For instance, if a woman had a history of delivering a large baby with difficulty, the doctor may advise an early c-section or induction to prevent the baby from "getting too big" but with the two weeks' variation in ultrasound pregnancy dating, there is the potential of delivering a baby that is actually preterm, with accompanying problems. If a planned induction fails because mom's cervix was not actually ready a c-section is likely. So major surgery is another possible risky complication. If the baby is actually a bit premature on top of that (again because of variability of dates), this kind of decision could mean danger for both mother and baby.

Sometimes a baby needs to be delivered early. The goal here is just to be sure you are informed if the only reason you are planning to intervene is because of the ultrasound size measurement. Any baby born by elective induction or c-section more than a week early in the absence of complications that might put the baby or mom in danger to continue the pregnancy to term, should only be done with a lung maturity assessment to be sure the baby is ready. Read what the March of Dimes says about elective inductions and what you should ask your doctor here .

In addition, they have made this statement:

"Clinicians weigh the risk for the mother and the fetus of continuing a medically complicated pregnancy, versus the risks associated with earlier delivery. For some high-risk pregnancies, early delivery may promote better outcomes for both the mother and the baby. The availability of more data on the outcomes of late preterm births will better inform providers and the public about potentially preventable risks. Pregnancies should continue to term if medically and obstetrically advisable, thereby avoiding unnecessary preterm inductions and c-sections. (Source)

Click the post title to see some mothers' experiences with weight guesstimates and the accuracy of them.

The woman's pelvis also has an amazing ability to move and allow delivery, in most cases even of a large baby, so baby and pelvis size do not necessarily mean normal vaginal delivery is impossible. The baby born full-term (ideally 39-40 weeks) has the best chance at good health. It's important not to rush things simply for convenience or avoidance of another few weeks of discomfort.
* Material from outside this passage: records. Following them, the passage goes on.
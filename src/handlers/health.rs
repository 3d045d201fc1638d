//! Health check endpoint
//!
//! Provides a simple liveness check for monitoring and load balancers. It
//! never calls the provider.

use axum::{Json, http::StatusCode};
use serde::Serialize;

/// Health check response
#[derive(Debug, Serialize)]
pub struct HealthResponse {
    /// Service status
    pub status: &'static str,
}

/// Health check handler
///
/// Returns 200 OK with `{"status": "OK"}`.
pub async fn handler() -> (StatusCode, Json<HealthResponse>) {
    (StatusCode::OK, Json(HealthResponse { status: "OK" }))
}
Want more information about this topic? Click here to learn about the history of ultrasound in obstetrics. And, if you want to see some cool 3-D ultrasound pictures, click here.

Added later - On elective inductions, this is from the Deseret News:

"Some hospitals — including Intermountain Healthcare in Utah — are tightening the rules for elective deliveries because some babies are being delivered too early.

Recent research shows a troubling link between elective inductions and so-called "late preemies" who are at higher risk of breathing disorders and other problems than babies who finish their very last weeks in the womb.

"It was an 'aha' moment for me," recalls Dr. Bryan Oshiro of his visit to a Utah intensive care nursery several years ago, where neonatologists pointed to babies there simply because they'd been induced too soon."